Score 3: Uniform intense membrane staining of more than 30% of invasive tumor cells.

Fluorescence In-Situ Hybridization Analysis

Fluorescence in-situ hybridization was performed using the US FDA-approved PathVysion HER-2 DNA Probe Kit (PathVysion Kit), which is designed to detect amplification of the ERBB2 gene via fluorescence in-situ hybridization in formalin-fixed, paraffin-embedded human breast cancer tissue specimens. Fluorescence in-situ hybridization analysis with VYSIS dual-color probes specific for chromosome 17 centromere and the ERBB2 gene (17q11.2) was performed and examined by two independent technologists, and signed out by clinical pathologists (non-surgical anatomic pathologists) at the UCLA Cytogenetics Laboratory. Slides containing 4 μm sections were submitted for fluorescence in-situ hybridization analysis. For each slide, based on the corresponding hematoxylin and eosin slide, the invasive tumor area(s) was circled with a secureline marker. Areas containing ductal carcinoma in-situ or normal tissue were excluded from fluorescence in-situ hybridization testing, as HER2 protein overexpression and ERBB2 gene amplification are seen more frequently in ductal carcinoma in-situ (50–60%) than in invasive carcinoma of the breast (25–30%).[15] Slides were baked overnight at 60 °C and pretreated using the VP2000 tissue processor as per manufacturer's protocol (Abbott Molecular, Abbott Park, IL, USA). Amplification of the ERBB2 gene was detected by using the PathVysion Kit; the instructions in the package insert were followed for the hybridization, post-hybridization washing, and analysis steps (Abbott Molecular).

Cases from 2003–2007 (n=1016) were scored according to US FDA guidelines for HER2 immunohistochemistry and using ERBB2 gene fluorescence in-situ hybridization amplification cutoff value of 2.0 ( Table 1 ). The new ASCO/CAP guidelines were implemented and scored accordingly for cases from 2008–2010 (n=421) ( Table 2 ). ERBB2 gene amplification was defined as ERBB2/CEP17 ratio of ≥2.2. For the purposes of this study, no amplification was defined as an ERBB2/CEP17 ratio of <2.2.
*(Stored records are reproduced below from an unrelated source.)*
//! Command-line interface and component wiring.

use std::{io::BufRead, path::PathBuf, sync::Arc};

use anyhow::{bail, Context, Result};
use argh::FromArgs;
use scribe_api::{
    AuthClient, RemoteClient, RestClient, TokenStore, UrlRewriter,
};
use scribe_render::{
    ocr::{OcrEngine, PdftoppmRasterizer, VisionModelBackend},
    page::{BlankStrokeRenderer, PageRenderer},
};
use scribe_sync::{
    daemon::{Daemon, DaemonConfig, SyncRunner},
    Orchestrator, SyncSettings,
};
use scribe_tokio::{NamedTask, ShutdownChannel};
use tracing::{info, warn};

use crate::config::{parse_labels, Config};

/// Sync tablet notebooks to searchable PDFs.
#[derive(Debug, FromArgs)]
pub struct Args {
    #[argh(subcommand)]
    cmd: Command,
}

#[derive(Debug, FromArgs)]
#[argh(subcommand)]
enum Command {
    Auth(AuthCommand),
    Sync(SyncCommand),
    Daemon(DaemonCommand),
    Version(VersionCommand),
}

/// Register this install with the cloud (interactive).
#[derive(Debug, FromArgs)]
#[argh(subcommand, name = "auth")]
struct AuthCommand {
    #[argh(option)]
    /// path to the config file
    config: Option<PathBuf>,

    #[argh(option, default = "String::from(\"info\")")]
    /// log level: debug, info, warn or error
    log_level: String,
}

/// Run one sync and exit.
#[derive(Debug, FromArgs)]
#[argh(subcommand, name = "sync")]
struct SyncCommand {
    #[argh(option)]
    /// directory the rendered PDFs are written to
    output: Option<PathBuf>,

    #[argh(option)]
    /// comma-separated tag filter; only matching notebooks are synced
    labels: Option<String>,

    #[argh(switch)]
    /// skip OCR and the searchable text layer
    no_ocr: bool,

    #[argh(switch)]
    /// ignore recorded versions and re-sync everything
    force: bool,

    #[argh(option, default = "String::from(\"info\")")]
    /// log level: debug, info, warn or error
    log_level: String,

    #[argh(option)]
    /// path to the config file
    config: Option<PathBuf>,
}

/// Run the long-lived sync daemon.
#[derive(Debug, FromArgs)]
#[argh(subcommand, name = "daemon")]
struct DaemonCommand {
    #[argh(option)]
    /// directory the rendered PDFs are written to
    output: Option<PathBuf>,

    #[argh(option)]
    /// comma-separated tag filter; only matching notebooks are synced
    labels: Option<String>,

    #[argh(switch)]
    /// skip OCR and the searchable text layer
    no_ocr: bool,

    #[argh(switch)]
    /// ignore recorded versions and re-sync everything
    force: bool,

    #[argh(option, default = "String::from(\"info\")")]
    /// log level: debug, info, warn or error
    log_level: String,

    #[argh(option)]
    /// path to the config file
    config: Option<PathBuf>,

    #[argh(option)]
    /// sync interval, e.g. "10m" or "1h30m"
    interval: Option<String>,

    #[argh(option)]
    /// bind address of the health/control API, e.g. 127.0.0.1:8787
    health_addr: Option<std::net::SocketAddr>,

    #[argh(option)]
    /// write the daemon pid to this file
    pid_file: Option<PathBuf>,

    #[argh(switch)]
    /// run one sync immediately at startup
    initial_sync: bool,
}

/// Print the version.
#[derive(Debug, FromArgs)]
#[argh(subcommand, name = "version")]
struct VersionCommand {}

// -- impl Args -- //

impl Args {
    pub fn run(self) -> Result<()> {
        match self.cmd {
            Command::Version(_) => {
                println!("scribe {}", env!("CARGO_PKG_VERSION"));
                Ok(())
            }
            Command::Auth(cmd) => {
                init_logger(&cmd.log_level)?;
                let config = Config::load(cmd.config.as_deref())?;
                runtime()?.block_on(run_auth(config))
            }
            Command::Sync(cmd) => {
                init_logger(&cmd.log_level)?;
                runtime()?.block_on(run_sync(cmd))
            }
            Command::Daemon(cmd) => {
                init_logger(&cmd.log_level)?;
                runtime()?.block_on(run_daemon(cmd))
            }
        }
    }
}

fn init_logger(level: &str) -> Result<()> {
    let level = level
        .parse::<tracing::Level>()
        .with_context(|| format!("unknown log level {level:?}"))?;
    scribe_logger::init(level);
    Ok(())
}

fn runtime() -> Result<tokio::runtime::Runtime> {
    tokio::runtime::Builder::new_multi_thread()
        .enable_all()
        .build()
        .context("building tokio runtime")
}

/// Everything a run needs, wired from config.
struct Components {
    auth: Arc<AuthClient>,
    orchestrator: Arc<Orchestrator>,
}

fn build_auth(config: &Config) -> Result<(Arc<AuthClient>, RestClient)> {
    let rewriter = UrlRewriter::new(
        config.rewrite_host_from.clone(),
        config.rewrite_host_to.clone(),
    )?;
    let user_agent = format!("scribe/{}", env!("CARGO_PKG_VERSION"));
    let rest = RestClient::new(&user_agent, Some(rewriter));
    let store = TokenStore::new(&config.token_path);
    let auth_base = config
        .auth_base
        .parse::<reqwest::Url>()
        .with_context(|| format!("bad auth-base {:?}", config.auth_base))?;
    let auth = Arc::new(AuthClient::new(store, rest.clone(), auth_base));
    Ok((auth, rest))
}

fn build_components(
    config: &Config,
    no_ocr: bool,
    force: bool,
) -> Result<Components> {
    let (auth, rest) = build_auth(config)?;
    let storage_base = config
        .storage_base
        .parse::<reqwest::Url>()
        .with_context(|| {
            format!("bad storage-base {:?}", config.storage_base)
        })?;
    let remote =
        RemoteClient::new(Arc::clone(&auth), rest.clone(), storage_base);

    let ocr = if config.ocr.enabled && !no_ocr {
        let backend = VisionModelBackend::from_env(
            rest,
            config.ocr.base_url.clone(),
            config.ocr.model.clone(),
        )?;
        Some(OcrEngine::new(
            Arc::new(PdftoppmRasterizer),
            Arc::new(backend),
        ))
    } else {
        None
    };

    let settings = SyncSettings {
        output_dir: config.output_dir.clone(),
        state_path: config.state_path.clone(),
        labels: config.labels.clone(),
        force,
    };
    let orchestrator = Arc::new(Orchestrator::new(
        Arc::clone(&auth),
        remote,
        PageRenderer::new(Arc::new(BlankStrokeRenderer)),
        ocr,
        settings,
    ));
    Ok(Components { auth, orchestrator })
}

async fn run_auth(config: Config) -> Result<()> {
    let (auth, _rest) = build_auth(&config)?;
    if auth.is_authenticated() {
        println!("Already registered; nothing to do.");
        return Ok(());
    }

    println!("Pair this install with your tablet account:");
    println!("  1. Open the vendor's device pairing page in a browser.");
    println!("  2. Request a one-time code for a desktop app.");
    println!("  3. Enter the 8-character code below.");
    print!("Code: ");
    use std::io::Write;
    std::io::stdout().flush().ok();

    let mut code = String::new();
    std::io::stdin()
        .lock()
        .read_line(&mut code)
        .context("reading one-time code from stdin")?;

    auth.register(code.trim()).await?;
    auth.ensure_valid_token().await?;
    println!("Registered. Credentials stored in {}.", config.token_path.display());
    Ok(())
}

async fn run_sync(cmd: SyncCommand) -> Result<()> {
    let mut config = Config::load(cmd.config.as_deref())?;
    if let Some(output) = cmd.output {
        config.output_dir = output;
    }
    if let Some(labels) = &cmd.labels {
        config.labels = parse_labels(labels);
    }
    let components = build_components(&config, cmd.no_ocr, cmd.force)?;

    // Ctrl-C cancels cooperatively; the run finalizes and reports.
    let cancel = ShutdownChannel::new();
    spawn_signal_listener(cancel.clone()).detach();

    let outcome = components.orchestrator.sync(cancel).await?;
    if outcome.cancelled {
        warn!("Sync cancelled before completion");
    }
    if outcome.failure_count > 0 {
        bail!(
            "{} of {} documents failed to sync",
            outcome.failure_count,
            outcome.total_documents
        );
    }
    info!(
        success = outcome.success_count,
        skipped = outcome.skipped_count,
        "Sync complete"
    );
    Ok(())
}

async fn run_daemon(cmd: DaemonCommand) -> Result<()> {
    let mut config = Config::load(cmd.config.as_deref())?;
    if let Some(output) = cmd.output {
        config.output_dir = output;
    }
    if let Some(labels) = &cmd.labels {
        config.labels = parse_labels(labels);
    }
    if let Some(interval) = &cmd.interval {
        config.interval = humantime::parse_duration(interval)
            .with_context(|| format!("bad --interval {interval:?}"))?;
    }
    if let Some(addr) = cmd.health_addr {
        config.health_addr = Some(addr);
    }

    let components = build_components(&config, cmd.no_ocr, cmd.force)?;
    if !components.auth.is_authenticated() {
        bail!("not registered; run `scribe auth` first");
    }

    let pid_file = cmd.pid_file;
    if let Some(path) = &pid_file {
        std::fs::write(path, format!("{}\n", std::process::id()))
            .with_context(|| {
                format!("writing pid file {}", path.display())
            })?;
    }

    let daemon = Daemon::new(
        components.orchestrator as Arc<dyn SyncRunner>,
        DaemonConfig {
            interval: config.interval,
            health_addr: config.health_addr,
            initial_sync: cmd.initial_sync,
        },
    );

    let shutdown = ShutdownChannel::new();
    spawn_signal_listener(shutdown.clone()).detach();

    let result = daemon.run(shutdown).await;

    if let Some(path) = &pid_file {
        if let Err(e) = std::fs::remove_file(path) {
            warn!("Failed to remove pid file: {e:#}");
        }
    }
    result
}

/// SIGINT/SIGTERM both fire the shutdown signal.
fn spawn_signal_listener(shutdown: ShutdownChannel) -> NamedTask<()> {
    NamedTask::spawn("signal-listener", async move {
        let mut sigterm = match tokio::signal::unix::signal(
            tokio::signal::unix::SignalKind::terminate(),
        ) {
            Ok(sigterm) => sigterm,
            Err(e) => {
                warn!("Failed to install SIGTERM handler: {e:#}");
                return;
            }
        };
        tokio::select! {
            _ = tokio::signal::ctrl_c() => info!("Received SIGINT"),
            _ = sigterm.recv() => info!("Received SIGTERM"),
        }
        shutdown.send();
    })
}
//! Final PDF enhancement: the Info dictionary and the invisible,
//! positioned text layer.
//!
//! Both operations rewrite the whole document to a sibling temp file and
//! rename over the original on success, so a crash mid-write leaves the
//! previous PDF intact.

use std::path::Path;

use chrono::{DateTime, Utc};
use lopdf::{
    content::{Content, Operation},
    dictionary, Document, Object, ObjectId, Stream,
};
use scribe_api::Error;
use tracing::debug;

use crate::{
    ocr::DocumentOcr,
    page::{PAGE_HEIGHT_PT, PAGE_WIDTH_PT},
};

/// Producer string stamped into every output PDF.
pub const PRODUCER: &str =
    concat!("scribe ", env!("CARGO_PKG_VERSION"));

/// Resource name of the font used by the invisible layer.
const OCR_FONT_NAME: &str = "ScribeOCR";

/// Values for the PDF Info dictionary.
#[derive(Clone, Debug)]
pub struct PdfMetadata {
    pub title: String,
    /// Joined comma-separated into the Subject field.
    pub tags: Vec<String>,
    pub created: Option<DateTime<Utc>>,
    pub creator: String,
    /// Remote notebook version; embedded so a later sync can verify what
    /// the local file was rendered from.
    pub version: u64,
}

/// Write the Info dictionary of the PDF at `pdf_path`.
pub fn set_metadata(pdf_path: &Path, meta: &PdfMetadata) -> Result<(), Error> {
    let mut doc = load(pdf_path)?;

    let mut info = dictionary! {
        "Title" => Object::string_literal(meta.title.as_str()),
        "Subject" => Object::string_literal(meta.tags.join(", ")),
        "Creator" => Object::string_literal(meta.creator.as_str()),
        "Producer" => Object::string_literal(PRODUCER),
        "NotebookVersion" => meta.version as i64,
    };
    if let Some(created) = meta.created {
        info.set(
            "CreationDate",
            Object::string_literal(
                created.format("D:%Y%m%d%H%M%S").to_string(),
            ),
        );
    }

    let info_id = doc.add_object(info);
    doc.trailer.set("Info", info_id);
    save_atomic(&mut doc, pdf_path)
}

/// Read back the embedded notebook version, if any.
pub fn embedded_version(pdf_path: &Path) -> Result<Option<u64>, Error> {
    let doc = load(pdf_path)?;
    let Ok(info_ref) = doc.trailer.get(b"Info") else {
        return Ok(None);
    };
    let Ok(info_id) = info_ref.as_reference() else {
        return Ok(None);
    };
    let Ok(info) = doc.get_dictionary(info_id) else {
        return Ok(None);
    };
    Ok(info
        .get(b"NotebookVersion")
        .ok()
        .and_then(|v| v.as_i64().ok())
        .map(|v| v as u64))
}

/// Overlay each recognized word as invisible text (rendering mode 3) at
/// its rescaled position, so a text search highlights the ink underneath.
pub fn stamp_text(pdf_path: &Path, ocr: &DocumentOcr) -> Result<(), Error> {
    let mut doc = load(pdf_path)?;
    let pages = doc.get_pages();

    let font_id = doc.add_object(dictionary! {
        "Type" => "Font",
        "Subtype" => "Type1",
        "BaseFont" => "Helvetica",
    });

    let mut stamped_pages = 0usize;
    for page_ocr in &ocr.pages {
        if page_ocr.words.is_empty()
            || page_ocr.width == 0
            || page_ocr.height == 0
        {
            continue;
        }
        let page_no = (page_ocr.page_index + 1) as u32;
        let Some(&page_id) = pages.get(&page_no) else { continue };

        let (page_w, page_h) = media_box_size(&doc, page_id)
            .unwrap_or((PAGE_WIDTH_PT, PAGE_HEIGHT_PT));
        let pixel_dims = (page_ocr.width, page_ocr.height);

        let mut ops = Vec::with_capacity(page_ocr.words.len() * 6);
        for word in &page_ocr.words {
            let scaled = rescale_bbox(word.bbox, pixel_dims, (page_w, page_h));
            let (x, y, h) = (scaled[0], scaled[1], scaled[3]);
            // PDF origin is bottom-left; bbox origin is top-left.
            let baseline_y = page_h - y - h;
            let font_size = h.max(1.0);

            ops.push(Operation::new("BT", vec![]));
            ops.push(Operation::new("Tr", vec![3.into()]));
            ops.push(Operation::new(
                "Tf",
                vec![OCR_FONT_NAME.into(), font_size.into()],
            ));
            ops.push(Operation::new(
                "Tm",
                vec![
                    1.into(),
                    0.into(),
                    0.into(),
                    1.into(),
                    x.into(),
                    baseline_y.into(),
                ],
            ));
            ops.push(Operation::new(
                "Tj",
                vec![Object::string_literal(word.text.as_str())],
            ));
            ops.push(Operation::new("ET", vec![]));
        }

        let encoded = Content { operations: ops }
            .encode()
            .map_err(|e| Error::parse("encoding text layer", e))?;
        let stream_id = doc.add_object(Stream::new(dictionary! {}, encoded));

        append_page_content(&mut doc, page_id, stream_id)?;
        add_page_font(&mut doc, page_id, font_id)?;
        stamped_pages += 1;
    }

    debug!("Stamped text onto {stamped_pages} pages");
    save_atomic(&mut doc, pdf_path)
}

/// `pixel * (pdf_dimension / pixel_dimension)` along each axis.
pub fn rescale_bbox(
    bbox: [f32; 4],
    pixel_dims: (u32, u32),
    pdf_dims: (f32, f32),
) -> [f32; 4] {
    let sx = pdf_dims.0 / pixel_dims.0 as f32;
    let sy = pdf_dims.1 / pixel_dims.1 as f32;
    [bbox[0] * sx, bbox[1] * sy, bbox[2] * sx, bbox[3] * sy]
}

fn load(pdf_path: &Path) -> Result<Document, Error> {
    Document::load(pdf_path)
        .map_err(|e| Error::parse(format!("pdf {}", pdf_path.display()), e))
}

fn save_atomic(doc: &mut Document, pdf_path: &Path) -> Result<(), Error> {
    let parent = pdf_path.parent().ok_or_else(|| {
        Error::InvalidInput(format!(
            "pdf path {} has no parent directory",
            pdf_path.display()
        ))
    })?;
    let temp = tempfile::NamedTempFile::new_in(parent)
        .map_err(|e| Error::io("creating pdf temp file", e))?;
    doc.save(temp.path()).map_err(|e| {
        Error::io("writing pdf temp file", std::io::Error::other(e))
    })?;
    temp.persist(pdf_path).map_err(|e| {
        Error::io(format!("renaming over {}", pdf_path.display()), e.error)
    })?;
    Ok(())
}

/// MediaBox width/height for `page_id`, following Parent inheritance.
fn media_box_size(doc: &Document, page_id: ObjectId) -> Option<(f32, f32)> {
    let mut cursor = page_id;
    // Parent chains are shallow; bound the walk anyway.
    for _ in 0..16 {
        let dict = doc.get_dictionary(cursor).ok()?;
        if let Ok(media_box) = dict.get(b"MediaBox") {
            let arr = media_box.as_array().ok()?;
            if arr.len() != 4 {
                return None;
            }
            let nums: Vec<f32> = arr.iter().filter_map(object_to_f32).collect();
            if nums.len() != 4 {
                return None;
            }
            return Some((nums[2] - nums[0], nums[3] - nums[1]));
        }
        cursor = dict.get(b"Parent").ok()?.as_reference().ok()?;
    }
    None
}

fn object_to_f32(obj: &Object) -> Option<f32> {
    match *obj {
        Object::Real(r) => Some(r as f32),
        Object::Integer(i) => Some(i as f32),
        _ => None,
    }
}

/// Append `stream_id` to the page's Contents (single ref or array).
fn append_page_content(
    doc: &mut Document,
    page_id: ObjectId,
    stream_id: ObjectId,
) -> Result<(), Error> {
    let existing = doc
        .get_dictionary(page_id)
        .ok()
        .and_then(|d| d.get(b"Contents").ok().cloned());

    let mut contents: Vec<Object> = match existing {
        Some(Object::Array(items)) => items,
        Some(single @ Object::Reference(_)) => vec![single],
        _ => Vec::new(),
    };
    contents.push(stream_id.into());

    let page = doc
        .get_object_mut(page_id)
        .and_then(Object::as_dict_mut)
        .map_err(|e| Error::parse("page dictionary", e))?;
    page.set("Contents", contents);
    Ok(())
}

/// Ensure the page's Resources maps [`OCR_FONT_NAME`] to our font.
fn add_page_font(
    doc: &mut Document,
    page_id: ObjectId,
    font_id: ObjectId,
) -> Result<(), Error> {
    // Resolve an indirect Resources dict to its target object id first;
    // inline (or missing) Resources are edited on the page itself.
    let resources_ref = doc
        .get_dictionary(page_id)
        .ok()
        .and_then(|d| d.get(b"Resources").ok())
        .and_then(|r| r.as_reference().ok());

    let resources = match resources_ref {
        Some(target) => doc
            .get_object_mut(target)
            .and_then(Object::as_dict_mut)
            .map_err(|e| Error::parse("resources dictionary", e))?,
        None => {
            let page = doc
                .get_object_mut(page_id)
                .and_then(Object::as_dict_mut)
                .map_err(|e| Error::parse("page dictionary", e))?;
            if page.get(b"Resources").and_then(Object::as_dict).is_err() {
                page.set("Resources", dictionary! {});
            }
            page.get_mut(b"Resources")
                .and_then(Object::as_dict_mut)
                .map_err(|e| Error::parse("resources dictionary", e))?
        }
    };

    match resources.get_mut(b"Font").and_then(Object::as_dict_mut) {
        Ok(fonts) => fonts.set(OCR_FONT_NAME, font_id),
        Err(_) => resources.set(
            "Font",
            dictionary! { OCR_FONT_NAME => font_id },
        ),
    }
    Ok(())
}

#[cfg(test)]
mod test {
    use std::sync::Arc;

    use chrono::TimeZone;

    use super::*;
    use crate::{
        archive::{testutil::standard_archive, DocArchive},
        ocr::{PageOcr, WordBox},
        page::{BlankStrokeRenderer, PageRenderer},
    };

    fn draft_pdf(dir: &Path) -> std::path::PathBuf {
        let archive = DocArchive::open(&standard_archive(dir)).unwrap();
        let out = dir.join("draft.pdf");
        PageRenderer::new(Arc::new(BlankStrokeRenderer))
            .render_document(&archive, &out)
            .unwrap();
        out
    }

    fn meta() -> PdfMetadata {
        PdfMetadata {
            title: "Quarterly notes".into(),
            tags: vec!["work".into(), "q2".into()],
            created: Some(Utc.with_ymd_and_hms(2024, 5, 1, 9, 30, 0).unwrap()),
            creator: "scribe".into(),
            version: 7,
        }
    }

    fn info_str(doc: &Document, key: &[u8]) -> String {
        let info_id =
            doc.trailer.get(b"Info").unwrap().as_reference().unwrap();
        let info = doc.get_dictionary(info_id).unwrap();
        String::from_utf8(info.get(key).unwrap().as_str().unwrap().to_vec())
            .unwrap()
    }

    #[test]
    fn metadata_lands_in_the_info_dictionary() {
        let dir = tempfile::tempdir().unwrap();
        let pdf = draft_pdf(dir.path());
        set_metadata(&pdf, &meta()).unwrap();

        let doc = Document::load(&pdf).unwrap();
        assert_eq!(info_str(&doc, b"Title"), "Quarterly notes");
        assert_eq!(info_str(&doc, b"Subject"), "work, q2");
        assert_eq!(info_str(&doc, b"Creator"), "scribe");
        assert_eq!(info_str(&doc, b"CreationDate"), "D:20240501093000");
        assert!(info_str(&doc, b"Producer").starts_with("scribe "));
        assert_eq!(embedded_version(&pdf).unwrap(), Some(7));
    }

    #[test]
    fn stamp_embeds_searchable_text() {
        let dir = tempfile::tempdir().unwrap();
        let pdf = draft_pdf(dir.path());

        let ocr = DocumentOcr {
            pages: vec![PageOcr {
                page_index: 0,
                width: 1755,
                height: 2340,
                words: vec![
                    WordBox {
                        text: "hello".into(),
                        bbox: [100.0, 200.0, 300.0, 60.0],
                        confidence: 90.0,
                    },
                    WordBox {
                        text: "ink".into(),
                        bbox: [500.0, 200.0, 150.0, 60.0],
                        confidence: 80.0,
                    },
                ],
            }],
            warnings: vec![],
        };
        stamp_text(&pdf, &ocr).unwrap();

        let doc = Document::load(&pdf).unwrap();
        let text = doc.extract_text(&[1]).unwrap();
        assert!(text.contains("hello"), "extracted: {text:?}");
        assert!(text.contains("ink"), "extracted: {text:?}");

        // Page 2 had no OCR result and must remain untouched.
        let text2 = doc.extract_text(&[2]).unwrap();
        assert!(!text2.contains("hello"));
    }

    #[test]
    fn stamping_nothing_changes_nothing() {
        let dir = tempfile::tempdir().unwrap();
        let pdf = draft_pdf(dir.path());
        let before = std::fs::read(&pdf).unwrap().len();

        stamp_text(&pdf, &DocumentOcr::default()).unwrap();
        let doc = Document::load(&pdf).unwrap();
        assert_eq!(doc.get_pages().len(), 2);
        // Still loadable and roughly the same size (one dangling font
        // object is tolerated).
        let after = std::fs::read(&pdf).unwrap().len();
        assert!(after >= before / 2);
    }

    /// Invariant: pdf_coord = pixel_coord * (pdf_dim / pixel_dim), axis by
    /// axis.
    #[test]
    fn bbox_rescale_is_exact() {
        let scaled =
            rescale_bbox([150.0, 300.0, 75.0, 30.0], (1500, 2000), (450.0, 600.0));
        assert_eq!(scaled, [45.0, 90.0, 22.5, 9.0]);

        // Identity when pixel and pdf spaces coincide.
        let same = rescale_bbox([1.0, 2.0, 3.0, 4.0], (100, 200), (100.0, 200.0));
        assert_eq!(same, [1.0, 2.0, 3.0, 4.0]);
    }

    #[test]
    fn enhancement_is_atomic_over_the_original() {
        let dir = tempfile::tempdir().unwrap();
        let pdf = draft_pdf(dir.path());
        set_metadata(&pdf, &meta()).unwrap();

        // The file at the original path is the enhanced one; no temp
        // siblings are left behind.
        let entries: Vec<_> = std::fs::read_dir(dir.path())
            .unwrap()
            .map(|e| e.unwrap().file_name().into_string().unwrap())
            .filter(|name| name.ends_with(".pdf"))
            .collect();
        assert_eq!(entries, vec!["draft.pdf".to_string()]);
    }
}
A comparison of the data between 2003–2007 using US FDA Guidelines and 2008–2010 using ASCO/CAP Guidelines is shown ( Table 3 ).

Statistical Analysis

The calculation of concordance rates and k between the HER2 immunohistochemical analysis and ERBB2 fluorescence in-situ hybridization assays, and χ 2-tests, were performed on SPS software. The results of discordant cases were included in the data analysis before trouble shooting.